» Work order
Give only a number in reply. It should be how many lines in the records contain the string "ResourceDestroyed".

[Stored items from a collection]
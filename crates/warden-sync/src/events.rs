//! Lifecycle notifications emitted by the persisted-record repository

use serde::{Deserialize, Serialize};
use std::fmt;

use warden_core::{ActionId, Result, TransactionId, WardenError};

/// The closed set of record transitions the engine reacts to
#[derive(Debug, Clone, PartialEq, Eq, Serialize, Deserialize)]
#[serde(tag = "event", rename_all = "snake_case")]
pub enum LifecycleEvent {
    /// A role was created or updated, nested resources included
    RoleSaved { role_name: String },
    RoleDestroyed { role_name: String },
    /// A resource was created or updated, nested actions included
    ResourceSaved {
        role_name: String,
        resource_name: String,
    },
    ResourceDestroyed {
        role_name: String,
        resource_name: String,
    },
    ActionUpdated { action_id: ActionId },
    FieldCreated {
        collection_name: String,
        field_name: String,
    },
    FieldDestroyed {
        collection_name: String,
        field_name: String,
    },
    CollectionDestroyed { collection_name: String },
}

impl LifecycleEvent {
    pub fn kind(&self) -> &'static str {
        match self {
            LifecycleEvent::RoleSaved { .. } => "role_saved",
            LifecycleEvent::RoleDestroyed { .. } => "role_destroyed",
            LifecycleEvent::ResourceSaved { .. } => "resource_saved",
            LifecycleEvent::ResourceDestroyed { .. } => "resource_destroyed",
            LifecycleEvent::ActionUpdated { .. } => "action_updated",
            LifecycleEvent::FieldCreated { .. } => "field_created",
            LifecycleEvent::FieldDestroyed { .. } => "field_destroyed",
            LifecycleEvent::CollectionDestroyed { .. } => "collection_destroyed",
        }
    }
}

impl fmt::Display for LifecycleEvent {
    fn fmt(&self, f: &mut fmt::Formatter<'_>) -> fmt::Result {
        match self {
            LifecycleEvent::RoleSaved { role_name } | LifecycleEvent::RoleDestroyed { role_name } => {
                write!(f, "{} {}", self.kind(), role_name)
            }
            LifecycleEvent::ResourceSaved {
                role_name,
                resource_name,
            }
            | LifecycleEvent::ResourceDestroyed {
                role_name,
                resource_name,
            } => write!(f, "{} {}:{}", self.kind(), role_name, resource_name),
            LifecycleEvent::ActionUpdated { action_id } => {
                write!(f, "{} {}", self.kind(), action_id.to_prefixed())
            }
            LifecycleEvent::FieldCreated {
                collection_name,
                field_name,
            }
            | LifecycleEvent::FieldDestroyed {
                collection_name,
                field_name,
            } => write!(f, "{} {}.{}", self.kind(), collection_name, field_name),
            LifecycleEvent::CollectionDestroyed { collection_name } => {
                write!(f, "{} {}", self.kind(), collection_name)
            }
        }
    }
}

/// An event plus the unit of work it happened in
#[derive(Debug, Clone, PartialEq, Eq, Serialize, Deserialize)]
pub struct LifecycleNotification {
    #[serde(flatten)]
    pub event: LifecycleEvent,
    #[serde(default, skip_serializing_if = "Option::is_none")]
    pub transaction: Option<TransactionId>,
}

impl LifecycleNotification {
    pub fn new(event: LifecycleEvent) -> Self {
        Self {
            event,
            transaction: None,
        }
    }

    pub fn within(event: LifecycleEvent, transaction: TransactionId) -> Self {
        Self {
            event,
            transaction: Some(transaction),
        }
    }

    pub fn from_slice(body: &[u8]) -> Result<Self> {
        serde_json::from_slice(body)
            .map_err(|e| WardenError::invalid_input(format!("Invalid lifecycle notification: {}", e)))
    }
}

impl From<LifecycleEvent> for LifecycleNotification {
    fn from(event: LifecycleEvent) -> Self {
        Self::new(event)
    }
}
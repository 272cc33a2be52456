//! Warden - Grant resolution engine
//!
//! Loads configuration, rebuilds the permission registry from the role
//! store, then answers JSON requests line by line on stdin.

use anyhow::{Context, Result};
use tracing::info;
use tracing_subscriber::{fmt, layer::SubscriberExt, util::SubscriberInitExt, EnvFilter};

mod bootstrap;
mod config;
mod console;

use config::Settings;

#[tokio::main]
async fn main() -> Result<()> {
    // Load environment variables from .env file
    dotenvy::dotenv().ok();

    // Load configuration
    let settings = Settings::load().context("Failed to load configuration")?;

    init_tracing(&settings.log.filter);

    info!("Starting Warden v{}", env!("CARGO_PKG_VERSION"));
    info!("Configuration loaded successfully");

    let service = bootstrap::initialize(&settings).await?;

    info!("Reading requests from stdin");
    console::run(&service).await?;

    info!("Shutting down");
    Ok(())
}

fn init_tracing(default_filter: &str) {
    let env_filter =
        EnvFilter::try_from_default_env().unwrap_or_else(|_| EnvFilter::new(default_filter));

    // stdout carries responses
    tracing_subscriber::registry()
        .with(env_filter)
        .with(fmt::layer().with_target(true).with_writer(std::io::stderr))
        .init();
}
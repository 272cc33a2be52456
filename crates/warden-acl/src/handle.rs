//! Shared handle over the process-wide registry.
//!
//! Readers take the read lock for one check. Every mutation (an incremental
//! update, or the install of a freshly rebuilt registry) happens inside a
//! single write-lock section, so a check sees either the state before or the
//! state after, never a mix.

use std::collections::BTreeMap;
use std::sync::atomic::{AtomicBool, Ordering};
use std::sync::Arc;
use tokio::sync::{RwLock, RwLockReadGuard, RwLockWriteGuard};
use tracing::info;

use warden_core::{Result, WardenError};

use crate::grant_table::{Grant, GrantKey};
use crate::registry::{Decision, PermissionRegistry};
use crate::rules::AvailableActions;
use crate::skip::{CheckContext, SkipRule};

#[derive(Debug, Clone)]
pub struct Acl {
    registry: Arc<RwLock<PermissionRegistry>>,
    ready: Arc<AtomicBool>,
}

impl Acl {
    /// Empty, not-ready handle
    pub fn new(available: AvailableActions) -> Self {
        Self {
            registry: Arc::new(RwLock::new(PermissionRegistry::new(available))),
            ready: Arc::new(AtomicBool::new(false)),
        }
    }

    /// `false` until the first full rebuild has been installed
    pub fn is_ready(&self) -> bool {
        self.ready.load(Ordering::Acquire)
    }

    pub async fn check(
        &self,
        role: &str,
        resource: &str,
        action: &str,
        ctx: &CheckContext,
    ) -> Result<Decision> {
        if !self.is_ready() {
            return Err(WardenError::NotReady);
        }
        let registry = self.registry.read().await;
        Ok(registry.check(role, resource, action, ctx))
    }

    /// Register a skip rule; rules keep registration order
    pub async fn skip(&self, rule: SkipRule) {
        self.registry.write().await.add_skip_rule(rule);
    }

    /// Swap in the grant state of a fully built registry and open the gate
    pub async fn install(&self, fresh: PermissionRegistry) {
        let mut registry = self.registry.write().await;
        registry.replace_state(fresh);
        self.ready.store(true, Ordering::Release);
        info!(grants = registry.effective_grants().len(), "Permission registry installed");
    }

    pub async fn read(&self) -> RwLockReadGuard<'_, PermissionRegistry> {
        self.registry.read().await
    }

    /// Exclusive access for one incremental update
    pub async fn write(&self) -> RwLockWriteGuard<'_, PermissionRegistry> {
        self.registry.write().await
    }

    pub async fn effective_grants(&self) -> BTreeMap<GrantKey, Grant> {
        self.registry.read().await.effective_grants()
    }
}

» Written answer
3